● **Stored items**
★ ★ ★ ★ ★ ★ ★
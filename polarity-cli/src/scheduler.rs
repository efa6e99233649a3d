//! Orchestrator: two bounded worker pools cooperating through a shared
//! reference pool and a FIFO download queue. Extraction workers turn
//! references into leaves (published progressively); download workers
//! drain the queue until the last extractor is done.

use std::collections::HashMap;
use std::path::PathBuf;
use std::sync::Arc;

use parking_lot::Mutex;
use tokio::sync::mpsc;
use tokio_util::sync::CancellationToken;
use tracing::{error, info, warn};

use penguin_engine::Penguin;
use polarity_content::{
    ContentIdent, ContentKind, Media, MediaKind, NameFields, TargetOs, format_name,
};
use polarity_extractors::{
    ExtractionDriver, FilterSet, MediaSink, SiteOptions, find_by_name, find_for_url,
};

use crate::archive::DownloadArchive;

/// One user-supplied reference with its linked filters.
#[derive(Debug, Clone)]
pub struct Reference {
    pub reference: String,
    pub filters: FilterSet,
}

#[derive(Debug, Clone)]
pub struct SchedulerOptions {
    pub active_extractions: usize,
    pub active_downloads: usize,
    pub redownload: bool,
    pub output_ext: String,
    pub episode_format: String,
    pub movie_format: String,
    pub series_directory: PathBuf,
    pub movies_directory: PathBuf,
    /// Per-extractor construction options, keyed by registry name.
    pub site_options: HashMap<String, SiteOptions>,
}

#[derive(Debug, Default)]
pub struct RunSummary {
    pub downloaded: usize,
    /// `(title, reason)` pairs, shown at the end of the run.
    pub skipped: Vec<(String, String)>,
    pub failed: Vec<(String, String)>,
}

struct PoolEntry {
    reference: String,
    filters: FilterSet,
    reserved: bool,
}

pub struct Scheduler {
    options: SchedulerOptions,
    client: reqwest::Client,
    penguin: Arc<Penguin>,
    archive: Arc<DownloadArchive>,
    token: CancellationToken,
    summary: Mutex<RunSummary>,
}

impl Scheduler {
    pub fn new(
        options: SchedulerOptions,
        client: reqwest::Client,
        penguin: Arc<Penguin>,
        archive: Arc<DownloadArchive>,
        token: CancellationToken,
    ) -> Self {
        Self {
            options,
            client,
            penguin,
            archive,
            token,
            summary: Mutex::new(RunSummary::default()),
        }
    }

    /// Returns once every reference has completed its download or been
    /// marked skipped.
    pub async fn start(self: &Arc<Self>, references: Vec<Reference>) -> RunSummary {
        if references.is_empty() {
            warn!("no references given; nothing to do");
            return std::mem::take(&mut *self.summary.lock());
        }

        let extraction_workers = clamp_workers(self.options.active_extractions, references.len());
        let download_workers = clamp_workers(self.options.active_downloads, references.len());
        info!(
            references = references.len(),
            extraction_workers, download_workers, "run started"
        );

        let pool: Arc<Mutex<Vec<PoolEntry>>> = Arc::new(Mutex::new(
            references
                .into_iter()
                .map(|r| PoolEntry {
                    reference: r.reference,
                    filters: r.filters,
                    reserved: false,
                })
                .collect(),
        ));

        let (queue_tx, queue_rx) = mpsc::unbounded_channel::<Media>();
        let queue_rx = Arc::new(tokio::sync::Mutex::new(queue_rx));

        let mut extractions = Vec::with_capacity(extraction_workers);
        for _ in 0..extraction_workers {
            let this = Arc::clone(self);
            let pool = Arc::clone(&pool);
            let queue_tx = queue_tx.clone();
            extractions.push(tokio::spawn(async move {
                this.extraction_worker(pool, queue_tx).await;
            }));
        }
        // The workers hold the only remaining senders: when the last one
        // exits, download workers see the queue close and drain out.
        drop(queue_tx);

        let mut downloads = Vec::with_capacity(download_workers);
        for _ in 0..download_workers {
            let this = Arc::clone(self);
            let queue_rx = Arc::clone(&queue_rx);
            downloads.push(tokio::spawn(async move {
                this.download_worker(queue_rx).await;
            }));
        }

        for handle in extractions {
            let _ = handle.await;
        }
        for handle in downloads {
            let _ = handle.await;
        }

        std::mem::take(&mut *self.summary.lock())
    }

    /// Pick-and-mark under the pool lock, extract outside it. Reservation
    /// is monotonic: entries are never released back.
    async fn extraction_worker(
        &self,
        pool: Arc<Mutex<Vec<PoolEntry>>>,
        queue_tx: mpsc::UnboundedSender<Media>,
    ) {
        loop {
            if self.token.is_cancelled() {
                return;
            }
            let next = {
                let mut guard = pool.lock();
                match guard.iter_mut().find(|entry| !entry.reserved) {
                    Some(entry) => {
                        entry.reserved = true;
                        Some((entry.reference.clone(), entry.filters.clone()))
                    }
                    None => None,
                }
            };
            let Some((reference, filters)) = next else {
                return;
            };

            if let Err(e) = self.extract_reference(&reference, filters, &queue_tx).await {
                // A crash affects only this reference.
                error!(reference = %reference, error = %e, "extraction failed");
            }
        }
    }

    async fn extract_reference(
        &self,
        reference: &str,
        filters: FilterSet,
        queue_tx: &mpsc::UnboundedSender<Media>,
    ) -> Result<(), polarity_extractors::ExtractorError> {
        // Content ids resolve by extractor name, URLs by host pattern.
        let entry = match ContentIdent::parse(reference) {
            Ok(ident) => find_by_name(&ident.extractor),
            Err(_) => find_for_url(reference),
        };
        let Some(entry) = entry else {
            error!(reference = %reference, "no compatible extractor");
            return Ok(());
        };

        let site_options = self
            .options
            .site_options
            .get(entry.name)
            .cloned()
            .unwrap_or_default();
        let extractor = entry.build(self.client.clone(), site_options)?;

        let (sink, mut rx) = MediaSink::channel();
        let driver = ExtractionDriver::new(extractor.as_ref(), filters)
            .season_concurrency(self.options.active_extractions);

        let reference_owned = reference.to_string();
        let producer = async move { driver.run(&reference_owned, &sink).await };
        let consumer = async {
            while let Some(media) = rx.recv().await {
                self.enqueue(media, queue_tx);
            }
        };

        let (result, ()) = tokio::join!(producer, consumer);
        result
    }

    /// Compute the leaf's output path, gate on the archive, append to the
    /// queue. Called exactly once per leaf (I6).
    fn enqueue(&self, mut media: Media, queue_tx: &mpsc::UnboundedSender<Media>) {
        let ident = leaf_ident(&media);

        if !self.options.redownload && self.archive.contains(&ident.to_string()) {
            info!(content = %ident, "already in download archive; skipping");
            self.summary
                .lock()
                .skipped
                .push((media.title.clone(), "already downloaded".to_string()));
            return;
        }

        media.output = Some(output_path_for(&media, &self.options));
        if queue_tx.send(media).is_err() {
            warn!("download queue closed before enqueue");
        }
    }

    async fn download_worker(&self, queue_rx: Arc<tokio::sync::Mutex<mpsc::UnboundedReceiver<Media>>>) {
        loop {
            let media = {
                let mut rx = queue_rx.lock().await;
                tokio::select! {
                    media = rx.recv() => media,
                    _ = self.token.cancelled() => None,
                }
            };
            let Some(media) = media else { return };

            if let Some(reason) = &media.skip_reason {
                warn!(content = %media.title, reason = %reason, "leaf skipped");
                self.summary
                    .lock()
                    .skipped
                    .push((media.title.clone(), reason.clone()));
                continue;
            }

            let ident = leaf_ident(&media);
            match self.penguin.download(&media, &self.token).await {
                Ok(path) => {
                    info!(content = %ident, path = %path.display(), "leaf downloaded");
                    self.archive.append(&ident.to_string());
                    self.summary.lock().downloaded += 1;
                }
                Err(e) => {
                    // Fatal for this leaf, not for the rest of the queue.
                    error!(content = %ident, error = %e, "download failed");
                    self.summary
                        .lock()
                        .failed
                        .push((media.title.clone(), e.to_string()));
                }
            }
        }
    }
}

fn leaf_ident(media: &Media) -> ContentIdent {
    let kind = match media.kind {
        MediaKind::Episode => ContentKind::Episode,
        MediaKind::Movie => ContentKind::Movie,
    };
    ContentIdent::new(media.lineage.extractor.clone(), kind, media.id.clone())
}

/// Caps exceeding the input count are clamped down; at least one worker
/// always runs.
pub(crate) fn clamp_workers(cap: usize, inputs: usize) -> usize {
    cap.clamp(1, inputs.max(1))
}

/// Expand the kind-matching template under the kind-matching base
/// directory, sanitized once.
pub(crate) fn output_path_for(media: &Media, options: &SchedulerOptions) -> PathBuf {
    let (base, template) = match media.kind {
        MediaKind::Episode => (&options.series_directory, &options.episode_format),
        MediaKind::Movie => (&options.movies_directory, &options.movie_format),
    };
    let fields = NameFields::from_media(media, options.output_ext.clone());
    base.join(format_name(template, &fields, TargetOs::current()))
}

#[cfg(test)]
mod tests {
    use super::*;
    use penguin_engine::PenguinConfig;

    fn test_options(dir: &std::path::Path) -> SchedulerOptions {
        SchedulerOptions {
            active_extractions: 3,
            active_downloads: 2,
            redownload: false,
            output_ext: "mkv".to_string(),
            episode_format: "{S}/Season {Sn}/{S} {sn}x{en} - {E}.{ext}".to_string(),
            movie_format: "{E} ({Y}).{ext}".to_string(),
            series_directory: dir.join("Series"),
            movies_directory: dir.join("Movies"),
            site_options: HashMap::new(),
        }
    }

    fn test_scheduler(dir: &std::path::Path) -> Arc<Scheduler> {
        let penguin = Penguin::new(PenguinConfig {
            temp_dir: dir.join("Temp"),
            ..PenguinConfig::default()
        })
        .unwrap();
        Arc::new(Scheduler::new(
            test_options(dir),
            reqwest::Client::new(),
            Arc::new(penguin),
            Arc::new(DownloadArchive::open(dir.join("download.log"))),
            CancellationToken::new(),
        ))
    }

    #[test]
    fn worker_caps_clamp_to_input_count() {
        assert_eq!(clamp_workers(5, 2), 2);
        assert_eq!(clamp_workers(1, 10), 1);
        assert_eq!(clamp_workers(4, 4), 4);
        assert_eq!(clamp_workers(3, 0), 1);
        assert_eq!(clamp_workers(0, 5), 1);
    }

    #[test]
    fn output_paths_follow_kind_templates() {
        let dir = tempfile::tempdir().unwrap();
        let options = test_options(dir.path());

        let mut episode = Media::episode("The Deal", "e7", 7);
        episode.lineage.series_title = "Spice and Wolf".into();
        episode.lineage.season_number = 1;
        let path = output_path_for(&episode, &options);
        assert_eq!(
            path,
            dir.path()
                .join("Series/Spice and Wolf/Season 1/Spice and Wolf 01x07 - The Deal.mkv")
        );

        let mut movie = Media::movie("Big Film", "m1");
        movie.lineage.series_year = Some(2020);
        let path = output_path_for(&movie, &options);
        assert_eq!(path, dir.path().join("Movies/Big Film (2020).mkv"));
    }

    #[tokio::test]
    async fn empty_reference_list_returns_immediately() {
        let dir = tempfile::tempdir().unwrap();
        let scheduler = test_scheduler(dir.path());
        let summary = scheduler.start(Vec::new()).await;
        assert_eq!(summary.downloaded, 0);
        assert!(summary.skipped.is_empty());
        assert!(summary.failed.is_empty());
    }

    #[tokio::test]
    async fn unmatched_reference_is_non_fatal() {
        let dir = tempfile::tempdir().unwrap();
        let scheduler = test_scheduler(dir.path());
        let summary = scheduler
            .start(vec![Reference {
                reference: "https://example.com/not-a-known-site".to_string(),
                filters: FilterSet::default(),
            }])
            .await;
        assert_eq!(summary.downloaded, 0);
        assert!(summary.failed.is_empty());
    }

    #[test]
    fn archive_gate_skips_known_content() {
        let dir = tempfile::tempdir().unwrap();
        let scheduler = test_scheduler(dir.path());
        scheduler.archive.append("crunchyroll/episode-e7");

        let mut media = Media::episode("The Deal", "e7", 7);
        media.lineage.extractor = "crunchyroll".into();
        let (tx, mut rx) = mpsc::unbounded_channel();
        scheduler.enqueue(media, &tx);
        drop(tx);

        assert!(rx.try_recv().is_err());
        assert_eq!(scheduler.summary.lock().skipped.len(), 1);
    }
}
★ ★ ★ ★ ★ ★ ★
Which lines of the entries above contain the string "references"? Copy each one.

● **Answer for this exercise**
//! references into leaves (published progressively); download workers
    pub async fn start(self: &Arc<Self>, references: Vec<Reference>) -> RunSummary {
        if references.is_empty() {
            warn!("no references given; nothing to do");
        let extraction_workers = clamp_workers(self.options.active_extractions, references.len());
        let download_workers = clamp_workers(self.options.active_downloads, references.len());
            references = references.len(),
            references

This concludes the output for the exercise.